## [Problem to work on]
Within the data below, copy each line where the string "dropped" is found.
Start of Block
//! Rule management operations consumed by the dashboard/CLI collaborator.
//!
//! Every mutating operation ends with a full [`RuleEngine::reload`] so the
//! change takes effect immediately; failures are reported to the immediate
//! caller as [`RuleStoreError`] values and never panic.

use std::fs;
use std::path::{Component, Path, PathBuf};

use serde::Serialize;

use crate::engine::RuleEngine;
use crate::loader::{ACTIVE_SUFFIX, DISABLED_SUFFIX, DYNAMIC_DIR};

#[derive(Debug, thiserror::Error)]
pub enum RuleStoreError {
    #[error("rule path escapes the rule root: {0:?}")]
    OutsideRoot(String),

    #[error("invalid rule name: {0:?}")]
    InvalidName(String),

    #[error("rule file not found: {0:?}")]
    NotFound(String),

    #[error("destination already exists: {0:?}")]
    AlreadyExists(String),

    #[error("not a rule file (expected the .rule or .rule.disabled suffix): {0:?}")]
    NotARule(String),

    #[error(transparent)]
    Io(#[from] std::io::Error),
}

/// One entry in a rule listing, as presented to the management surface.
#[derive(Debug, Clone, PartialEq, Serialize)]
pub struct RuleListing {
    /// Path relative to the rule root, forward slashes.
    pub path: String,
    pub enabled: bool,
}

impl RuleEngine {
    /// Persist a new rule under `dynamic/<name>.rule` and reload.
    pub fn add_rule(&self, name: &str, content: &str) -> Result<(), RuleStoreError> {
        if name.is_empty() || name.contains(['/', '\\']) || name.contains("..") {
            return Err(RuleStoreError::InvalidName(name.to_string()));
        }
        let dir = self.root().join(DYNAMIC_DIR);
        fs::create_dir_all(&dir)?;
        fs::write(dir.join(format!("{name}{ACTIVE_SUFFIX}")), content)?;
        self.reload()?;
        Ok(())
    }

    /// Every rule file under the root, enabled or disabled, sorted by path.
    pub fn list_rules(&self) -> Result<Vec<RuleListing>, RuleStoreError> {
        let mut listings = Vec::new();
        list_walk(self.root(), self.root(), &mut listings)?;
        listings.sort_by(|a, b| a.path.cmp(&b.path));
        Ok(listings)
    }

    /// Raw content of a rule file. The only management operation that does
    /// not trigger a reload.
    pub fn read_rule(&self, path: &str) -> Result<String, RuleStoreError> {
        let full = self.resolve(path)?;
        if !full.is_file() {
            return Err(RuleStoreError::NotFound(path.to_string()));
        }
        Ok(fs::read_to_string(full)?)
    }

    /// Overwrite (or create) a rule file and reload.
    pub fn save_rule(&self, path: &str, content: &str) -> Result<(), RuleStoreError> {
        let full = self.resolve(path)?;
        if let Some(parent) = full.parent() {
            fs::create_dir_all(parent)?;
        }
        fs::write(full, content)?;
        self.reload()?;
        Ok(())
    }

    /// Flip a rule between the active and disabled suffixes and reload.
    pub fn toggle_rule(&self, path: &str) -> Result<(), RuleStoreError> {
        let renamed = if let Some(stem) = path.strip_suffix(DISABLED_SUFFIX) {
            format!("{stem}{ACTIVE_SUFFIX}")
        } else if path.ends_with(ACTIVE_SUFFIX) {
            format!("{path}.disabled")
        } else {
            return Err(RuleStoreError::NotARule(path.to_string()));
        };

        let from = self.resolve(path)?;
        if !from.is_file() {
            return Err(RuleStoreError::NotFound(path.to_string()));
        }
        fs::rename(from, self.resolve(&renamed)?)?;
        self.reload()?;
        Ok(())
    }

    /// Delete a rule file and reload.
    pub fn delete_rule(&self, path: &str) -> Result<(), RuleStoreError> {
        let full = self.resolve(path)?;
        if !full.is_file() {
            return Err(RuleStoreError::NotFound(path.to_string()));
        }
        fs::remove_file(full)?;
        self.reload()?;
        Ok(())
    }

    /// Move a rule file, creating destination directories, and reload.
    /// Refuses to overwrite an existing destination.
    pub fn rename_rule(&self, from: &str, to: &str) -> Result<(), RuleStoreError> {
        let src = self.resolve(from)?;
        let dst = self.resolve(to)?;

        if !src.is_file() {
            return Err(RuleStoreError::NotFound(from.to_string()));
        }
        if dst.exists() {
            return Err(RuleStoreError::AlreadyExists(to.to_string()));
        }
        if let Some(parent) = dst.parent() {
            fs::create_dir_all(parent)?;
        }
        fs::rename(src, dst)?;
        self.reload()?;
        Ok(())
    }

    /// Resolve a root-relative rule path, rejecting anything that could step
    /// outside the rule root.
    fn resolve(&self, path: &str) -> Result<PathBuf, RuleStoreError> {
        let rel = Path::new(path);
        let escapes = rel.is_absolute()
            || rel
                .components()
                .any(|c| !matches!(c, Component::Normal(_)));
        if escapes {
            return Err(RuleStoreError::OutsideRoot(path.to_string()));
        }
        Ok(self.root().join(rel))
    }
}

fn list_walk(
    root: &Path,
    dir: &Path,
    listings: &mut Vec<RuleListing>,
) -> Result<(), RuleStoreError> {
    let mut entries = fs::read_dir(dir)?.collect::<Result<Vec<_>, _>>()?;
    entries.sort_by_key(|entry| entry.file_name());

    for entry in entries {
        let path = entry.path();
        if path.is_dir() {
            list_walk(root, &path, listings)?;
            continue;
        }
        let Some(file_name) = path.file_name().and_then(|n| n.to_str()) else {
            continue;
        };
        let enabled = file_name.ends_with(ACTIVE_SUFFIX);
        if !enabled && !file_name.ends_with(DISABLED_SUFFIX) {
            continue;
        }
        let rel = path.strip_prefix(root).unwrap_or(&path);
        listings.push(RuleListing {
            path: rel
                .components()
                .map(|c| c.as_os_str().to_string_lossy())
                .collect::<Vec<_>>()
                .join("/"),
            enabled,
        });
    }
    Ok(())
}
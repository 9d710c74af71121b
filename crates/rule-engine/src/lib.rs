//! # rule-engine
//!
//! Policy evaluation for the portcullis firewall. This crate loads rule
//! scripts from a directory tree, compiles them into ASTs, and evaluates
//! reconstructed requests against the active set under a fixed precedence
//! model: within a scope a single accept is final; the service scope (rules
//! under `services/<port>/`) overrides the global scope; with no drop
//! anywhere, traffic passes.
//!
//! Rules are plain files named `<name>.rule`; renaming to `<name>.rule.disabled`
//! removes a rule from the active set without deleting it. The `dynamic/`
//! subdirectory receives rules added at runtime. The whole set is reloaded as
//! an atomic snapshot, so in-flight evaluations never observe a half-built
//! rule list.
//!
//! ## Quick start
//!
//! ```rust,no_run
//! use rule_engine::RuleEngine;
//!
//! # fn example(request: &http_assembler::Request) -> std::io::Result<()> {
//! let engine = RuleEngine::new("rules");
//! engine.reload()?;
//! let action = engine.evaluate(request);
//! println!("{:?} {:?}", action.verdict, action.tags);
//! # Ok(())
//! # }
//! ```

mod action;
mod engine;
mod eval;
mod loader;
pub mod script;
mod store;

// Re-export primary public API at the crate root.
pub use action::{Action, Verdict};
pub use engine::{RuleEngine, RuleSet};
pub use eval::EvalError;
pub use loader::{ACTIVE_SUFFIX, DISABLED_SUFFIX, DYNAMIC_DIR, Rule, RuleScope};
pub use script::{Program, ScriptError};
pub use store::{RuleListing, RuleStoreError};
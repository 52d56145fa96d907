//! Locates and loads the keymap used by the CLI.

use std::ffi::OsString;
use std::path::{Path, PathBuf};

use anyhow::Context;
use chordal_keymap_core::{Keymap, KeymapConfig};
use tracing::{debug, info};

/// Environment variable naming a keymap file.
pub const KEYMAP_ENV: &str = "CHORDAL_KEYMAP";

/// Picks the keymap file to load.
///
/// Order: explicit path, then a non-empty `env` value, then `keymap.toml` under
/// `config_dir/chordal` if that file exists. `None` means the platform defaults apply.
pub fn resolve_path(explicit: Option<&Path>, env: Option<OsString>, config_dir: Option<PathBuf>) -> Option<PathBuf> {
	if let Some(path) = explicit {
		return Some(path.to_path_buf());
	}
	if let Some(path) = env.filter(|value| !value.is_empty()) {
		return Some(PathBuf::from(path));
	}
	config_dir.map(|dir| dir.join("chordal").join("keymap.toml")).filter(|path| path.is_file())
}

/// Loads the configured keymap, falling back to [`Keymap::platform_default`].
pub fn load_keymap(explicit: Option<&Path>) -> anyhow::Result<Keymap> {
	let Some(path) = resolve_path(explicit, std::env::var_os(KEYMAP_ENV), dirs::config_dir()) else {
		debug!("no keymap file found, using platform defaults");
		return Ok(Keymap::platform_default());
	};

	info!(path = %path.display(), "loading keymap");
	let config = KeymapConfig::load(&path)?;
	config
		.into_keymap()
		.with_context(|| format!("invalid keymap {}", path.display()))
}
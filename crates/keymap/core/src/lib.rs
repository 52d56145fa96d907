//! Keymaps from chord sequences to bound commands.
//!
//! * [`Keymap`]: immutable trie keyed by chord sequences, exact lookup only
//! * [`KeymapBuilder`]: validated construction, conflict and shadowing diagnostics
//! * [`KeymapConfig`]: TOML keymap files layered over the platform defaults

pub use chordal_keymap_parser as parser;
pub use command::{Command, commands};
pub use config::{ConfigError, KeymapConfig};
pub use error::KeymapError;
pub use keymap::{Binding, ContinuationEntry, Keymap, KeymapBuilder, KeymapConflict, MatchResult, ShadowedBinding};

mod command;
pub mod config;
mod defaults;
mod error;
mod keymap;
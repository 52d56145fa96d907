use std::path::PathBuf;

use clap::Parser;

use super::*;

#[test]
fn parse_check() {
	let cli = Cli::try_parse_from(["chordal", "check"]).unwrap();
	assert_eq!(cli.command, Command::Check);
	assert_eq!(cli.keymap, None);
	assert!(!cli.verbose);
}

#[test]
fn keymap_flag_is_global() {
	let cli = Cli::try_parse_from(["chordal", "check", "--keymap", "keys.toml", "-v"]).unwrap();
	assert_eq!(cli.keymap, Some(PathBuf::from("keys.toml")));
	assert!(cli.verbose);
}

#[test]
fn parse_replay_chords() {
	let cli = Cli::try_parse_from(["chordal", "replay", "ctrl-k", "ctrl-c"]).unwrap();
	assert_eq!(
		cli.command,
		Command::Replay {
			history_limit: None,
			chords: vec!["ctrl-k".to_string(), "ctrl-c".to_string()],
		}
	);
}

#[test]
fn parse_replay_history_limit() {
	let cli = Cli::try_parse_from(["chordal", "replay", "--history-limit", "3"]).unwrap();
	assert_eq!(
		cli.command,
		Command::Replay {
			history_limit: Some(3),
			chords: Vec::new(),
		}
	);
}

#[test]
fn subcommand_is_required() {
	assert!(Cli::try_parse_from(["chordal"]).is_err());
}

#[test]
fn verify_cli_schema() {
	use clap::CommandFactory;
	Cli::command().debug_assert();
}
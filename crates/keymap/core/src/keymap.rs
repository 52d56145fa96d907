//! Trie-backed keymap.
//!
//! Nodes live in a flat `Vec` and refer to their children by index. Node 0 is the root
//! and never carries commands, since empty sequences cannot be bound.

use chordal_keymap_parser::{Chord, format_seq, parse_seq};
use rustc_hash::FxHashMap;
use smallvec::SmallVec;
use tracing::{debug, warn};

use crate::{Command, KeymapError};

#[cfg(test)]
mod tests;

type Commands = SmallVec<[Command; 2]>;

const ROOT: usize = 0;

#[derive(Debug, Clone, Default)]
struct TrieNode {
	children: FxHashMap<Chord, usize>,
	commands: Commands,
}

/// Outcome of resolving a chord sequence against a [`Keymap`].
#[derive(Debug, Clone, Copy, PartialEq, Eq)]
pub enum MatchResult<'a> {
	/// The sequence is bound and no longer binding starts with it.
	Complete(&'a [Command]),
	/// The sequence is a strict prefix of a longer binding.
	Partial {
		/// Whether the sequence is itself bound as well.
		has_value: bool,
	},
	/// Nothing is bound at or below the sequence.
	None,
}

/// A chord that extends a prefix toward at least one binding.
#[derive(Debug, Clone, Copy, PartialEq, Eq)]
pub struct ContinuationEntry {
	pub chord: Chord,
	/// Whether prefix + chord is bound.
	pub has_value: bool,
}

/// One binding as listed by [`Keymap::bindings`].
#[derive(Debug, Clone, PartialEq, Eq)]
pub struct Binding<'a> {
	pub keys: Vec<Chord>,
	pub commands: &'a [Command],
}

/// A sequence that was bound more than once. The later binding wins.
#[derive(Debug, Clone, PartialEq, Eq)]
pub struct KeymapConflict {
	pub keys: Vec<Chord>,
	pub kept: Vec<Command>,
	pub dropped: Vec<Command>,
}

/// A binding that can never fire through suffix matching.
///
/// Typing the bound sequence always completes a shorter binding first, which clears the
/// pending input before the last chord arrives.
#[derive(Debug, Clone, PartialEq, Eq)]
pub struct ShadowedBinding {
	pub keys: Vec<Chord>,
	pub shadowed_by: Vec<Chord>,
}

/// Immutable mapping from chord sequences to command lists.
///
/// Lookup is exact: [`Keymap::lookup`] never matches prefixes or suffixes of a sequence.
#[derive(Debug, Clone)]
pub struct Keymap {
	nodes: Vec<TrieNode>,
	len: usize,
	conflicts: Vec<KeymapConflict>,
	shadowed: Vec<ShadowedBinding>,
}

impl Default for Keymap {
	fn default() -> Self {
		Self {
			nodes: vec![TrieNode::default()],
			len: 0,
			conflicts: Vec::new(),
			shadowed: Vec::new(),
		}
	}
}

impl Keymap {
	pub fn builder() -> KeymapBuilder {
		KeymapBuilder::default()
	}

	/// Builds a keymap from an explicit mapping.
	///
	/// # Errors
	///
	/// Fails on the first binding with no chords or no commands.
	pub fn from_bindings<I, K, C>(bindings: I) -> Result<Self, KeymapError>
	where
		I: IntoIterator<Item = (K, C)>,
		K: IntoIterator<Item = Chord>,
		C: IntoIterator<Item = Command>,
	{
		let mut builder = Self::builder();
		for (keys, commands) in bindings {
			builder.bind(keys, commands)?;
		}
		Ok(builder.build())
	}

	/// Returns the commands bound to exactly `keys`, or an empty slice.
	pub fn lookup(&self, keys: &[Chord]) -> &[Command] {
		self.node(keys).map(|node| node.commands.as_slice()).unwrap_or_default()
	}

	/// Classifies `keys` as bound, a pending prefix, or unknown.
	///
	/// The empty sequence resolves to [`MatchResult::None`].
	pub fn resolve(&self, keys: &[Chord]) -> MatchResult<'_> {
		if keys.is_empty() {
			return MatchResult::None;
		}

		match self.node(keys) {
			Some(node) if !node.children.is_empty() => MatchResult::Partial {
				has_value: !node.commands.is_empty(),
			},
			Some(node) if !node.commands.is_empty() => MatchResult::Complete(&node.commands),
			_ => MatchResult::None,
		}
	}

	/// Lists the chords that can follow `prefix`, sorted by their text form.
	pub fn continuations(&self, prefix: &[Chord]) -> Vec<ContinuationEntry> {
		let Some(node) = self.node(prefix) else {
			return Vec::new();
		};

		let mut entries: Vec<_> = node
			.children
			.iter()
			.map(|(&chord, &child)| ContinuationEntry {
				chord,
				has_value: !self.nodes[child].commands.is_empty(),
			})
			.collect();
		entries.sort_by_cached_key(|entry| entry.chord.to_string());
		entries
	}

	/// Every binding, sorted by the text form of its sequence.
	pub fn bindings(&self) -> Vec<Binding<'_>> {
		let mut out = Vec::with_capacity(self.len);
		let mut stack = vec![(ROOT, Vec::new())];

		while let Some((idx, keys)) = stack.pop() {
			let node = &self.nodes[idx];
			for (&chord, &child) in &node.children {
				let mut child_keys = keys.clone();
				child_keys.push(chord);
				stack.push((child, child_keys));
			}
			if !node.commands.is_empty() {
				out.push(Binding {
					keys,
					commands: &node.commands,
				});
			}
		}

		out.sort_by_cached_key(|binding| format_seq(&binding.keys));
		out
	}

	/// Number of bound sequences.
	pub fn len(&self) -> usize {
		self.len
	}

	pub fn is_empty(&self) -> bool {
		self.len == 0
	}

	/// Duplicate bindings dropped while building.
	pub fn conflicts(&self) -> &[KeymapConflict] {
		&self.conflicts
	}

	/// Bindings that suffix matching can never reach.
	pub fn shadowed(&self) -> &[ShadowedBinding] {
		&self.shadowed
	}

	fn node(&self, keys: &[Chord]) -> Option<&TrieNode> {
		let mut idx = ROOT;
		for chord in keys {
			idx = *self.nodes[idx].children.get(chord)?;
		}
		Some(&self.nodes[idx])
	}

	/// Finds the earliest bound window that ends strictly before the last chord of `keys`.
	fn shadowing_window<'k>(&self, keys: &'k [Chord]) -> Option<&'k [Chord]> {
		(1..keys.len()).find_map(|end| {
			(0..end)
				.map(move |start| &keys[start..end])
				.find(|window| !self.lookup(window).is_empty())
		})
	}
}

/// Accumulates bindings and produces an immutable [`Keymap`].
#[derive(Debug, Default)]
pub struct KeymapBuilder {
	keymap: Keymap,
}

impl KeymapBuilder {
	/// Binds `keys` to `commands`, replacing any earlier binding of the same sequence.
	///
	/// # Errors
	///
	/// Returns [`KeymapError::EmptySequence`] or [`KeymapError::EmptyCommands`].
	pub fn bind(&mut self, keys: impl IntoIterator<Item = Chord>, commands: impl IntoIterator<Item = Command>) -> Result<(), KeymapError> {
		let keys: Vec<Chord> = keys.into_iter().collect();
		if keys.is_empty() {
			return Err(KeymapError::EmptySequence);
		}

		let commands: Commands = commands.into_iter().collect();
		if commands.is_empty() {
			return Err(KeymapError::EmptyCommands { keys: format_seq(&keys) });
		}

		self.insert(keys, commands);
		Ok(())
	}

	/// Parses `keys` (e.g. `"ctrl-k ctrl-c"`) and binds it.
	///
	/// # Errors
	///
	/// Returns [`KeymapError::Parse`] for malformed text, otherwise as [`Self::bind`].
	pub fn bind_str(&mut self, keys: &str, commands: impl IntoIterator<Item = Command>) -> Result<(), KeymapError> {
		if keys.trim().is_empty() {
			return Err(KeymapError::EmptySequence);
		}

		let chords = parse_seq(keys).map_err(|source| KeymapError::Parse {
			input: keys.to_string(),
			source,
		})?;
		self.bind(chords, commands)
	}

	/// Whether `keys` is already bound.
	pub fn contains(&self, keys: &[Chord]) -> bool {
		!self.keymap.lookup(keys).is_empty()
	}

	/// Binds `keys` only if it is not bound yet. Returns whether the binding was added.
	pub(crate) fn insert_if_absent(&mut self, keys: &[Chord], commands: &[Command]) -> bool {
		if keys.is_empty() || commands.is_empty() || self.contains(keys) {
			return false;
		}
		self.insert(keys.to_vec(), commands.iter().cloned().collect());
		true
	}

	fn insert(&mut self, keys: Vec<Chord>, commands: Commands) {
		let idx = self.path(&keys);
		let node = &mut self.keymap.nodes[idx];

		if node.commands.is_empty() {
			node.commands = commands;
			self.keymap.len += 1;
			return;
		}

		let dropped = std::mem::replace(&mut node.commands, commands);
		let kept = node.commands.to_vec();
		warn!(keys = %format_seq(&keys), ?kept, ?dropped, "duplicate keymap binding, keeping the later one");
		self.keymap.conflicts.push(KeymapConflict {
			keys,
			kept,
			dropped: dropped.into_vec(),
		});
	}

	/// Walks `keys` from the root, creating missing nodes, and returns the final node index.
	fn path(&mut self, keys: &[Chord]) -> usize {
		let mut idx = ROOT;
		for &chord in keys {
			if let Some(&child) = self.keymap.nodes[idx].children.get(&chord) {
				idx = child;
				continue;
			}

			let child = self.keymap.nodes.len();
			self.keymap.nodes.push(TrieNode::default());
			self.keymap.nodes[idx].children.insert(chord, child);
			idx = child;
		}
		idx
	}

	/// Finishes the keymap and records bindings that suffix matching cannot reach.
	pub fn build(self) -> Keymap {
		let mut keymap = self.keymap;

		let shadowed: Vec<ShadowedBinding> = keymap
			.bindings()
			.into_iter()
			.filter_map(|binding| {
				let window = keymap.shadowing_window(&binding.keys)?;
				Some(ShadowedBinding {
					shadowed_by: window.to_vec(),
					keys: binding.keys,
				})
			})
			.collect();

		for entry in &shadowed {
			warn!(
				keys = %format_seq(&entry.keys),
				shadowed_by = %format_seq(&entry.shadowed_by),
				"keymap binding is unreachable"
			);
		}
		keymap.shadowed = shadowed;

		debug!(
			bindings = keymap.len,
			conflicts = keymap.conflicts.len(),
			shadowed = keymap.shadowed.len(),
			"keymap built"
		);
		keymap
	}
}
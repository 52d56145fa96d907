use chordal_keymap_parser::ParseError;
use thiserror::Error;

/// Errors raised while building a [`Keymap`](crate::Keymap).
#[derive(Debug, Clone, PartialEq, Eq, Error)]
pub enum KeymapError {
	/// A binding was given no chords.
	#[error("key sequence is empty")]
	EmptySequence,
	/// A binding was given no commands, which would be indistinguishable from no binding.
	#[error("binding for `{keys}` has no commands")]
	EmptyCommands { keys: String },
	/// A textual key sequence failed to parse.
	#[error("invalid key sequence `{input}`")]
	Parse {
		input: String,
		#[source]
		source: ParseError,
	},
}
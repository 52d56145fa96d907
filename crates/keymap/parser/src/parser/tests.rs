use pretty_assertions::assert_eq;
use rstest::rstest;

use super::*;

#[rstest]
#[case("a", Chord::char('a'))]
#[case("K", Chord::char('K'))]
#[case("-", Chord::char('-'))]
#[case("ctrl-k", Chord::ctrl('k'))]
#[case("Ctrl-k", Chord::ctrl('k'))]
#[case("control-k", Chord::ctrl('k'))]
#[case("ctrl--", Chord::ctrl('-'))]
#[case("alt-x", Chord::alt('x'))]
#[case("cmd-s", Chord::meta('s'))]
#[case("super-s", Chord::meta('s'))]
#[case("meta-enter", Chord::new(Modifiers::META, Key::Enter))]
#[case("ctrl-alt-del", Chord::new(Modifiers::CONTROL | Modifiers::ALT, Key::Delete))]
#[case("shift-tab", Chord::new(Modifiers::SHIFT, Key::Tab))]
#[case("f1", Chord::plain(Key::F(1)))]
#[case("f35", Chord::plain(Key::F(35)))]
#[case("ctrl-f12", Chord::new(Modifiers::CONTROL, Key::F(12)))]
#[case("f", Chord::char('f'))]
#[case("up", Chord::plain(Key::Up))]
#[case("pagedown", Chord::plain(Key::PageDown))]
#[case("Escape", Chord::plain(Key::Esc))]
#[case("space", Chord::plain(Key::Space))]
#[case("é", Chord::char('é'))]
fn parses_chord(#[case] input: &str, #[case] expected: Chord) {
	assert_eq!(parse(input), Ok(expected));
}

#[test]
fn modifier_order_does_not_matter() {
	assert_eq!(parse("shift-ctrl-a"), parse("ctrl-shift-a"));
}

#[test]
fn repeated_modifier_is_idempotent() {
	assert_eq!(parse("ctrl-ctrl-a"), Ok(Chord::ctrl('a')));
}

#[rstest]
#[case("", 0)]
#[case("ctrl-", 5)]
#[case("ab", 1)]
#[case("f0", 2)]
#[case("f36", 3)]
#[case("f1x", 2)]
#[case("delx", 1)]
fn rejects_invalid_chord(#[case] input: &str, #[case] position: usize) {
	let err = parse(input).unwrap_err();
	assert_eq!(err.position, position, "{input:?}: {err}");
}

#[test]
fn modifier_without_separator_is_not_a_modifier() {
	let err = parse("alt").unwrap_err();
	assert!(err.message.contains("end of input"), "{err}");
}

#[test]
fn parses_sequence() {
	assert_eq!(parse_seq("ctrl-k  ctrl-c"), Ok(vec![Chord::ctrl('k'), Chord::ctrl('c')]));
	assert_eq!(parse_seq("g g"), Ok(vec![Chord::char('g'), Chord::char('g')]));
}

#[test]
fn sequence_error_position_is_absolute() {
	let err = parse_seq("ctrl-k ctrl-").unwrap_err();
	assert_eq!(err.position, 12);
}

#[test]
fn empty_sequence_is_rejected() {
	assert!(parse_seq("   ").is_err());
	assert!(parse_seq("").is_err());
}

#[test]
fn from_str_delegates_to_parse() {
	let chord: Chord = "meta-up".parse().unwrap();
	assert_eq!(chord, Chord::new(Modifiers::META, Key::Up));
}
End of Block
## [Completed exercise]
	pub dropped: Vec<Command>,
	/// Duplicate bindings dropped while building.
		let dropped = std::mem::replace(&mut node.commands, commands);
		warn!(keys = %format_seq(&keys), ?kept, ?dropped, "duplicate keymap binding, keeping the later one");
			dropped: dropped.into_vec(),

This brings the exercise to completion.